EDF Renewables has entered an agreement with Tucson Electric Power to build the wind farm in Chaves, Lea and Eddy counties and then transfer ownership to the electric company when the project is completed, expected to be December 2020.
“One of the questions that gets asked a lot (about) the community benefit is that if this power is being sold to Tucson, then Chaves County, Eddy County and Lea County won’t get any of that power, and that’s actually not true,” Sarantos said. “The way the electrons work is that, if you pull the switch closest to wherever that power is, that’s who gets the power.”
The project will be the largest clean energy site for Tucson Electric, which will enable it to meet renewable energy production requirements and goals, according to a news release. The Oso Grande farm will provide double the renewable energy production required by Arizona state regulations and come close to the company’s own goal of 30% alternative energy production by 2030, according to a news release.
“They don’t have the wind that you have,” Sarantos said, as he confirmed the assertions by Commissioner T. Calder Ezzell Jr. that Tucson Electric chose New Mexico for its abundance of wind and then will trade electricity generated from the Oso Grande Wind Farm with other power companies.
As part of the development efforts, Oso Grande Wind LLC filed April 1 for a special-use permit, an application scheduled to be heard May 7 by the Chaves County Planning and Zoning Commission and by the Board of Commissioners on May 23. The company is seeking permission to erect about 31 wind turbines in the county on 11,000 acres of ranching and oil and gas property near the Caprock area by state highways 172 and 249. The total project in all three counties involves about 24,000 acres and 61 turbines, Sarantos said.

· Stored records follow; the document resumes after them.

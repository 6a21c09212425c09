use anyhow::Result;
use chrono::NaiveDate;
use serde::{Deserialize, Serialize};

use super::redis_client::RedisClient;
use super::CacheOperations;
use crate::models::warning::DeadlineWarning;

/// Feed de avisos cacheado. `computed_for` es la fecha de cálculo: un feed
/// calculado otro día está obsoleto aunque el TTL no haya expirado, porque
/// los días restantes dependen de "hoy".
#[derive(Debug, Clone, Serialize, Deserialize)]
pub struct CachedWarningFeed {
    pub computed_for: NaiveDate,
    pub checksum: String,
    pub warnings: Vec<DeadlineWarning>,
}

/// Caché del feed de avisos del dashboard. Las escrituras de activos y
/// registros lo invalidan; los motores de cálculo no lo conocen.
#[derive(Clone)]
pub struct DashboardCache {
    redis: RedisClient,
    ttl: u64,
}

impl DashboardCache {
    pub fn new(redis: RedisClient) -> Self {
        let ttl = redis.default_ttl();
        Self { redis, ttl }
    }

    fn warnings_key(&self) -> String {
        self.redis.dashboard_key("warnings")
    }

    /// Obtener el feed cacheado si fue calculado hoy
    pub async fn get_warnings(&self, today: NaiveDate) -> Result<Option<Vec<DeadlineWarning>>> {
        let key = self.warnings_key();
        match self.redis.get::<CachedWarningFeed>(&key).await? {
            Some(cached) if cached.computed_for == today => {
                log::info!(
                    "✅ Feed de avisos encontrado en caché ({} avisos, checksum {})",
                    cached.warnings.len(),
                    cached.checksum
                );
                Ok(Some(cached.warnings))
            }
            Some(cached) => {
                // Calculado otro día: descartar
                log::info!(
                    "🗑️ Feed de avisos obsoleto (calculado {}), descartando",
                    cached.computed_for
                );
                self.redis.delete(&key).await?;
                Ok(None)
            }
            None => Ok(None),
        }
    }

    /// Guardar el feed calculado hoy
    pub async fn store_warnings(
        &self,
        today: NaiveDate,
        warnings: &[DeadlineWarning],
    ) -> Result<()> {
        let serialized = serde_json::to_string(warnings)?;
        let checksum = format!("{:x}", md5::compute(serialized.as_bytes()));
        let feed = CachedWarningFeed {
            computed_for: today,
            checksum,
            warnings: warnings.to_vec(),
        };
        self.redis.set(&self.warnings_key(), &feed, self.ttl).await
    }

    /// Invalidar el feed tras una escritura de activos o registros
    pub async fn invalidate(&self) -> Result<()> {
        log::info!("🧹 Invalidando caché del dashboard");
        self.redis.delete(&self.warnings_key()).await
    }
}
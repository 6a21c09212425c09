//! Modelo de Vehicle
//!
//! Este módulo contiene el struct Vehicle con sus fechas de vencimiento
//! (inspección, mantenimiento, seguro, cambio de neumáticos) y las columnas
//! planas de leasing. Mapea exactamente al schema PostgreSQL con primary
//! key 'id'.

use chrono::{DateTime, NaiveDate, Utc};
use rust_decimal::Decimal;
use serde::{Deserialize, Serialize};
use sqlx::{FromRow, Type};
use uuid::Uuid;

use super::asset::{lease_term_from_columns, AssetStatus, LeaseTerm, OwnershipType};

/// Tipo de neumático montado actualmente - mapea al ENUM tire_type
#[derive(Debug, Clone, Copy, Serialize, Deserialize, Type, PartialEq, Eq)]
#[sqlx(type_name = "tire_type", rename_all = "lowercase")]
#[serde(rename_all = "lowercase")]
pub enum TireType {
    Summer,
    Winter,
}

impl TireType {
    /// Temporada del juego de recambio: el aviso de cambio nombra la
    /// temporada opuesta a la montada actualmente.
    pub fn replacement_season_label(&self) -> &'static str {
        match self {
            TireType::Summer => "invierno",
            TireType::Winter => "verano",
        }
    }
}

/// Vehicle principal - mapea exactamente a la tabla vehicles
#[derive(Debug, Clone, Serialize, Deserialize, FromRow)]
pub struct Vehicle {
    pub id: Uuid,
    pub vehicle_number: String,
    pub make: Option<String>,
    pub model: Option<String>,
    pub year: Option<i32>,
    pub status: AssetStatus,
    pub ownership_type: OwnershipType,
    pub tire_type: TireType,
    pub inspection_date: Option<NaiveDate>,
    pub maintenance_date: Option<NaiveDate>,
    pub insurance_date: Option<NaiveDate>,
    pub tire_change_date: Option<NaiveDate>,
    pub lease_company: Option<String>,
    pub lease_monthly_cost: Option<Decimal>,
    pub lease_start: Option<NaiveDate>,
    pub lease_end: Option<NaiveDate>,
    pub lease_contact: Option<String>,
    pub lease_phone: Option<String>,
    pub created_at: DateTime<Utc>,
    pub updated_at: DateTime<Utc>,
}

impl Vehicle {
    pub fn display_name(&self) -> String {
        match (&self.make, &self.model) {
            (Some(make), Some(model)) => format!("{} ({} {})", self.vehicle_number, make, model),
            (Some(make), None) => format!("{} ({})", self.vehicle_number, make),
            _ => self.vehicle_number.clone(),
        }
    }

    /// Fecha de fin de leasing, solo si el vehículo es leased
    pub fn lease_end_date(&self) -> Option<NaiveDate> {
        if self.ownership_type == OwnershipType::Leased {
            self.lease_end
        } else {
            None
        }
    }

    pub fn lease_term(&self) -> Option<LeaseTerm> {
        lease_term_from_columns(
            self.ownership_type,
            self.lease_start,
            self.lease_end,
            self.lease_monthly_cost,
        )
    }
}
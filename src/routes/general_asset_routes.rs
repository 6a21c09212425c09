use crate::controllers::general_asset_controller::GeneralAssetController;
use crate::dto::asset_dto::{
    CreateGeneralAssetRequest, GeneralAssetResponse, UpdateGeneralAssetRequest,
};
use crate::dto::common_dto::ApiResponse;
use crate::state::AppState;
use crate::utils::errors::AppError;
use axum::{
    extract::{Path, State},
    routing::{delete, get, post, put},
    Json, Router,
};
use uuid::Uuid;

pub fn create_general_asset_router() -> Router<AppState> {
    Router::new()
        .route("/", post(create_asset))
        .route("/", get(list_assets))
        .route("/:id", get(get_asset))
        .route("/:id", put(update_asset))
        .route("/:id", delete(delete_asset))
}

async fn create_asset(
    State(state): State<AppState>,
    Json(request): Json<CreateGeneralAssetRequest>,
) -> Result<Json<ApiResponse<GeneralAssetResponse>>, AppError> {
    let controller = GeneralAssetController::new(state.pool.clone());
    let response = controller.create(request).await?;
    state.invalidate_dashboard_cache().await;
    Ok(Json(response))
}

async fn get_asset(
    State(state): State<AppState>,
    Path(id): Path<Uuid>,
) -> Result<Json<GeneralAssetResponse>, AppError> {
    let controller = GeneralAssetController::new(state.pool.clone());
    let response = controller.get_by_id(id).await?;
    Ok(Json(response))
}

async fn list_assets(
    State(state): State<AppState>,
) -> Result<Json<Vec<GeneralAssetResponse>>, AppError> {
    let controller = GeneralAssetController::new(state.pool.clone());
    let response = controller.list().await?;
    Ok(Json(response))
}

async fn update_asset(
    State(state): State<AppState>,
    Path(id): Path<Uuid>,
    Json(request): Json<UpdateGeneralAssetRequest>,
) -> Result<Json<ApiResponse<GeneralAssetResponse>>, AppError> {
    let controller = GeneralAssetController::new(state.pool.clone());
    let response = controller.update(id, request).await?;
    state.invalidate_dashboard_cache().await;
    Ok(Json(response))
}

async fn delete_asset(
    State(state): State<AppState>,
    Path(id): Path<Uuid>,
) -> Result<Json<serde_json::Value>, AppError> {
    let controller = GeneralAssetController::new(state.pool.clone());
    controller.delete(id).await?;
    state.invalidate_dashboard_cache().await;
    Ok(Json(serde_json::json!({
        "success": true,
        "message": "Activo eliminado exitosamente"
    })))
}
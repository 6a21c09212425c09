//! Modelos de avisos de vencimiento
//!
//! `DeadlineWarning` es un view-model derivado: se calcula fresco en cada
//! consulta y nunca se persiste. Su única identidad es la clave compuesta
//! (activo, dimensión), que garantiza como máximo un aviso por dimensión.

use chrono::NaiveDate;
use serde::{Deserialize, Serialize};
use std::fmt;
use std::str::FromStr;
use uuid::Uuid;

/// Categoría del activo que originó el aviso
#[derive(Debug, Clone, Copy, Serialize, Deserialize, PartialEq, Eq)]
#[serde(rename_all = "lowercase")]
pub enum AssetCategory {
    Vehicle,
    Pc,
    General,
}

impl AssetCategory {
    pub fn as_str(&self) -> &'static str {
        match self {
            AssetCategory::Vehicle => "vehicle",
            AssetCategory::Pc => "pc",
            AssetCategory::General => "general",
        }
    }
}

impl FromStr for AssetCategory {
    type Err = String;

    fn from_str(value: &str) -> Result<Self, Self::Err> {
        match value.trim().to_ascii_lowercase().as_str() {
            "vehicle" => Ok(AssetCategory::Vehicle),
            "pc" => Ok(AssetCategory::Pc),
            "general" => Ok(AssetCategory::General),
            other => Err(format!("unknown asset category '{}'", other)),
        }
    }
}

impl fmt::Display for AssetCategory {
    fn fmt(&self, f: &mut fmt::Formatter<'_>) -> fmt::Result {
        f.write_str(self.as_str())
    }
}

/// Dimensión de vencimiento. Los vehículos emiten `lease` para el fin de
/// contrato; los PCs y activos generales emiten `contract` para la misma
/// dimensión (los dos nombres que maneja el frontend).
#[derive(Debug, Clone, Copy, Serialize, Deserialize, PartialEq, Eq)]
#[serde(rename_all = "snake_case")]
pub enum DeadlineType {
    Inspection,
    Maintenance,
    TireChange,
    Contract,
    Warranty,
    Lease,
}

impl DeadlineType {
    pub fn as_str(&self) -> &'static str {
        match self {
            DeadlineType::Inspection => "inspection",
            DeadlineType::Maintenance => "maintenance",
            DeadlineType::TireChange => "tire_change",
            DeadlineType::Contract => "contract",
            DeadlineType::Warranty => "warranty",
            DeadlineType::Lease => "lease",
        }
    }
}

/// Severidad del aviso
#[derive(Debug, Clone, Copy, Serialize, Deserialize, PartialEq, Eq)]
#[serde(rename_all = "lowercase")]
pub enum WarningLevel {
    Critical,
    Warning,
    Info,
}

/// Aviso de vencimiento derivado (nunca persistido)
#[derive(Debug, Clone, Serialize, Deserialize, PartialEq)]
pub struct DeadlineWarning {
    pub id: String,
    pub asset_id: Uuid,
    pub asset_name: String,
    pub asset_category: AssetCategory,
    pub deadline_type: DeadlineType,
    pub title: String,
    pub deadline_date: NaiveDate,
    pub days_remaining: i64,
    pub level: WarningLevel,
}
#[cfg(test)]
mod tests {
    use super::*;
    use crate::models::asset::{AssetStatus, OwnershipType};
    use crate::models::vehicle::TireType;
    use chrono::{Duration, Utc};
    use rust_decimal::Decimal;
    use uuid::Uuid;

    fn today() -> NaiveDate {
        NaiveDate::from_ymd_opt(2024, 6, 1).unwrap()
    }

    fn in_days(days: i64) -> NaiveDate {
        today() + Duration::days(days)
    }

    fn test_vehicle(number: &str) -> Vehicle {
        Vehicle {
            id: Uuid::new_v4(),
            vehicle_number: number.to_string(),
            make: None,
            model: None,
            year: None,
            status: AssetStatus::Active,
            ownership_type: OwnershipType::Owned,
            tire_type: TireType::Summer,
            inspection_date: None,
            maintenance_date: None,
            insurance_date: None,
            tire_change_date: None,
            lease_company: None,
            lease_monthly_cost: None,
            lease_start: None,
            lease_end: None,
            lease_contact: None,
            lease_phone: None,
            created_at: Utc::now(),
            updated_at: Utc::now(),
        }
    }

    fn leased_vehicle(number: &str, lease_end: NaiveDate) -> Vehicle {
        let mut vehicle = test_vehicle(number);
        vehicle.ownership_type = OwnershipType::Leased;
        vehicle.lease_company = Some("Arrendadora Norte".to_string());
        vehicle.lease_monthly_cost = Some(Decimal::new(45_000, 0));
        vehicle.lease_start = Some(lease_end - Duration::days(365));
        vehicle.lease_end = Some(lease_end);
        vehicle
    }

    fn test_computer(number: &str) -> Computer {
        Computer {
            id: Uuid::new_v4(),
            asset_number: number.to_string(),
            maker: None,
            model: None,
            assigned_to: None,
            status: AssetStatus::Active,
            ownership_type: OwnershipType::Owned,
            warranty_expiration: None,
            lease_company: None,
            lease_monthly_cost: None,
            lease_start: None,
            lease_end: None,
            lease_contact: None,
            lease_phone: None,
            created_at: Utc::now(),
            updated_at: Utc::now(),
        }
    }

    fn test_general_asset(name: &str) -> GeneralAsset {
        GeneralAsset {
            id: Uuid::new_v4(),
            name: name.to_string(),
            category: None,
            location: None,
            status: AssetStatus::Active,
            ownership_type: OwnershipType::Owned,
            warranty_expiration: None,
            lease_company: None,
            lease_monthly_cost: None,
            lease_start: None,
            lease_end: None,
            lease_contact: None,
            lease_phone: None,
            created_at: Utc::now(),
            updated_at: Utc::now(),
        }
    }

    #[test]
    fn test_empty_inputs() {
        assert!(compute_warnings(&[], &[], &[], today()).is_empty());
    }

    #[test]
    fn test_inspection_threshold_boundaries() {
        // Exactamente 30 días: critical
        let mut vehicle = test_vehicle("V-001");
        vehicle.inspection_date = Some(in_days(30));
        let warnings = compute_warnings(&[vehicle], &[], &[], today());
        assert_eq!(warnings.len(), 1);
        assert_eq!(warnings[0].level, WarningLevel::Critical);
        assert_eq!(warnings[0].days_remaining, 30);

        // Exactamente 31 días: warning
        let mut vehicle = test_vehicle("V-001");
        vehicle.inspection_date = Some(in_days(31));
        let warnings = compute_warnings(&[vehicle], &[], &[], today());
        assert_eq!(warnings.len(), 1);
        assert_eq!(warnings[0].level, WarningLevel::Warning);

        // Exactamente 60 días: todavía warning
        let mut vehicle = test_vehicle("V-001");
        vehicle.inspection_date = Some(in_days(60));
        let warnings = compute_warnings(&[vehicle], &[], &[], today());
        assert_eq!(warnings.len(), 1);
        assert_eq!(warnings[0].level, WarningLevel::Warning);

        // 61 días: fuera de la ventana de servicio, sin aviso
        let mut vehicle = test_vehicle("V-001");
        vehicle.inspection_date = Some(in_days(61));
        assert!(compute_warnings(&[vehicle], &[], &[], today()).is_empty());
    }

    #[test]
    fn test_service_dimensions_have_no_info_level() {
        // Las dimensiones de servicio nunca producen info, ni en el borde
        let mut vehicle = test_vehicle("V-001");
        vehicle.maintenance_date = Some(in_days(60));
        vehicle.tire_change_date = Some(in_days(45));
        let warnings = compute_warnings(&[vehicle], &[], &[], today());
        assert_eq!(warnings.len(), 2);
        assert!(warnings.iter().all(|w| w.level != WarningLevel::Info));
    }

    #[test]
    fn test_lease_three_tier_boundaries() {
        for (days, expected) in [
            (30, Some(WarningLevel::Critical)),
            (31, Some(WarningLevel::Warning)),
            (60, Some(WarningLevel::Warning)),
            (61, Some(WarningLevel::Info)),
            (90, Some(WarningLevel::Info)),
            (91, None),
        ] {
            let vehicle = leased_vehicle("V-777", in_days(days));
            let warnings = compute_warnings(&[vehicle], &[], &[], today());
            match expected {
                Some(level) => {
                    assert_eq!(warnings.len(), 1, "days={}", days);
                    assert_eq!(warnings[0].level, level, "days={}", days);
                    assert_eq!(warnings[0].deadline_type, DeadlineType::Lease);
                }
                None => assert!(warnings.is_empty(), "days={}", days),
            }
        }
    }

    #[test]
    fn test_warranty_three_tier_for_computer() {
        let mut computer = test_computer("PC-010");
        computer.warranty_expiration = Some(in_days(75));
        let warnings = compute_warnings(&[], &[computer], &[], today());
        assert_eq!(warnings.len(), 1);
        assert_eq!(warnings[0].level, WarningLevel::Info);
        assert_eq!(warnings[0].deadline_type, DeadlineType::Warranty);
        assert_eq!(warnings[0].asset_category, AssetCategory::Pc);
    }

    #[test]
    fn test_asset_lease_emits_contract_type() {
        let mut asset = test_general_asset("Fotocopiadora");
        asset.ownership_type = OwnershipType::Leased;
        asset.lease_end = Some(in_days(20));
        let warnings = compute_warnings(&[], &[], &[asset], today());
        assert_eq!(warnings.len(), 1);
        assert_eq!(warnings[0].deadline_type, DeadlineType::Contract);
        assert_eq!(warnings[0].level, WarningLevel::Critical);
    }

    #[test]
    fn test_owned_asset_lease_end_is_ignored() {
        // El fin de leasing solo aplica a activos leased
        let mut vehicle = test_vehicle("V-002");
        vehicle.lease_end = Some(in_days(10));
        assert!(compute_warnings(&[vehicle], &[], &[], today()).is_empty());

        let mut computer = test_computer("PC-020");
        computer.lease_end = Some(in_days(10));
        assert!(compute_warnings(&[], &[computer], &[], today()).is_empty());
    }

    #[test]
    fn test_overdue_sorts_first() {
        let mut overdue = test_vehicle("V-OLD");
        overdue.inspection_date = Some(in_days(-5));
        let mut upcoming = test_vehicle("V-NEW");
        upcoming.inspection_date = Some(in_days(10));

        // El vencido entra último pero ordena primero
        let warnings = compute_warnings(&[upcoming, overdue], &[], &[], today());
        assert_eq!(warnings.len(), 2);
        assert_eq!(warnings[0].days_remaining, -5);
        assert_eq!(warnings[0].level, WarningLevel::Critical);
        assert_eq!(warnings[1].days_remaining, 10);
    }

    #[test]
    fn test_sort_is_nondecreasing() {
        let mut v1 = test_vehicle("V-1");
        v1.inspection_date = Some(in_days(45));
        v1.maintenance_date = Some(in_days(3));
        let mut v2 = leased_vehicle("V-2", in_days(80));
        v2.tire_change_date = Some(in_days(-12));
        let mut pc = test_computer("PC-1");
        pc.warranty_expiration = Some(in_days(29));

        let warnings = compute_warnings(&[v1, v2], &[pc], &[], today());
        assert_eq!(warnings.len(), 5);
        for pair in warnings.windows(2) {
            assert!(pair[0].days_remaining <= pair[1].days_remaining);
        }
    }

    #[test]
    fn test_tie_keeps_encounter_order() {
        // Mismo días restantes: vehículos antes que PCs, PCs antes que generales
        let mut vehicle = test_vehicle("V-1");
        vehicle.inspection_date = Some(in_days(15));
        let mut computer = test_computer("PC-1");
        computer.warranty_expiration = Some(in_days(15));
        let mut asset = test_general_asset("Proyector");
        asset.warranty_expiration = Some(in_days(15));

        let warnings = compute_warnings(&[vehicle], &[computer], &[asset], today());
        assert_eq!(warnings.len(), 3);
        assert_eq!(warnings[0].asset_category, AssetCategory::Vehicle);
        assert_eq!(warnings[1].asset_category, AssetCategory::Pc);
        assert_eq!(warnings[2].asset_category, AssetCategory::General);
    }

    #[test]
    fn test_missing_dates_produce_no_warnings() {
        let vehicle = test_vehicle("V-1");
        let computer = test_computer("PC-1");
        let asset = test_general_asset("Escritorio");
        assert!(compute_warnings(&[vehicle], &[computer], &[asset], today()).is_empty());
    }

    #[test]
    fn test_insurance_date_is_not_a_dimension() {
        let mut vehicle = test_vehicle("V-1");
        vehicle.insurance_date = Some(in_days(5));
        assert!(compute_warnings(&[vehicle], &[], &[], today()).is_empty());
    }

    #[test]
    fn test_one_warning_per_dimension_with_composite_id() {
        let mut vehicle = leased_vehicle("V-1", in_days(40));
        vehicle.inspection_date = Some(in_days(10));
        vehicle.maintenance_date = Some(in_days(20));
        vehicle.tire_change_date = Some(in_days(30));

        let warnings = compute_warnings(&[vehicle.clone()], &[], &[], today());
        assert_eq!(warnings.len(), 4);

        let mut ids: Vec<&str> = warnings.iter().map(|w| w.id.as_str()).collect();
        ids.sort();
        ids.dedup();
        assert_eq!(ids.len(), 4);
        assert!(warnings
            .iter()
            .any(|w| w.id == format!("{}:inspection", vehicle.id)));
    }

    #[test]
    fn test_tire_change_names_opposite_season() {
        let mut winter = test_vehicle("V-W");
        winter.tire_type = TireType::Winter;
        winter.tire_change_date = Some(in_days(10));
        let warnings = compute_warnings(&[winter], &[], &[], today());
        assert!(warnings[0].title.contains("verano"));

        let mut summer = test_vehicle("V-S");
        summer.tire_type = TireType::Summer;
        summer.tire_change_date = Some(in_days(10));
        let warnings = compute_warnings(&[summer], &[], &[], today());
        assert!(warnings[0].title.contains("invierno"));
    }

    #[test]
    fn test_filter_is_idempotent_and_preserves_order() {
        let mut v1 = test_vehicle("V-1");
        v1.inspection_date = Some(in_days(50));
        let mut v2 = test_vehicle("V-2");
        v2.maintenance_date = Some(in_days(5));
        let mut pc = test_computer("PC-1");
        pc.warranty_expiration = Some(in_days(25));

        let all = compute_warnings(&[v1, v2], &[pc], &[], today());
        let filtered = filter_warnings(&all, AssetCategory::Vehicle);
        let refiltered = filter_warnings(&filtered, AssetCategory::Vehicle);

        assert_eq!(filtered, refiltered);
        assert_eq!(filtered.len(), 2);
        assert!(filtered[0].days_remaining <= filtered[1].days_remaining);
        assert!(filter_warnings(&all, AssetCategory::General).is_empty());
    }
}
//! Repositorios de acceso a datos
//!
//! Cada repositorio encapsula las queries SQL de una entidad y expone
//! operaciones CRUD tipadas sobre el pool de PostgreSQL.

pub mod computer_repository;
pub mod general_asset_repository;
pub mod maintenance_repository;
pub mod vehicle_repository;
pub mod vendor_repository;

When completed, the Oso Grande site will generate about 247.7 megawatts of energy, enough to power about 100,000 homes. In Chaves County, about 150 megawatts is projected. The wind farm is also expected to reduce carbon emissions by 688,000 metric tons annually compared to the same amount of electricity generated by fossil fuels.
The benefits to southeastern New Mexico, Sarantos said, include 100 to 200 construction jobs, four to 10 full-time permanent jobs to operate the farm, $15 million in annual lease payments to six private landowners and $30 million in taxes over the lifetime of the project to the three counties, with Chaves County expected to receive a significant portion of the money.
The project also will include switch stations, roads, collection lines and gen-ties, some of which will cross not only private land but also U.S. Bureau of Land Management property and state-owned parcels. Sarantos added that the company already has begun work with federal and state agencies for easements and permits. The company, which finances its own projects, wants to begin the major part of its construction work in September.
EDF Renewable’s prior projects in New Mexico include the Roosevelt Wind Farm and the Milo Wind Farm, both in Roosevelt County and both supplying electricity to Southwestern Public Service Co. Commissioner Jeff Bilberry, who lives near the Roosevelt Wind Farm near Elida, said he has not heard any complaints about that operation.
Sarantos added that the company intends to work cooperatively with the oil and gas businesses in the area.
“We do recognize that oil and gas is a big part of this county and this state,” he said, “and so we are not here necessarily to compete with these guys but we are here to work with them.”
Tucson Electric is now owned by Fortis, a public electric and gas distribution company based in Canada. EDF Renewables is part of EDF Group, an international energy group with a publicly traded parent company based in France. EDF Renewables operates in 22 countries to develop, build and run renewable energy sites.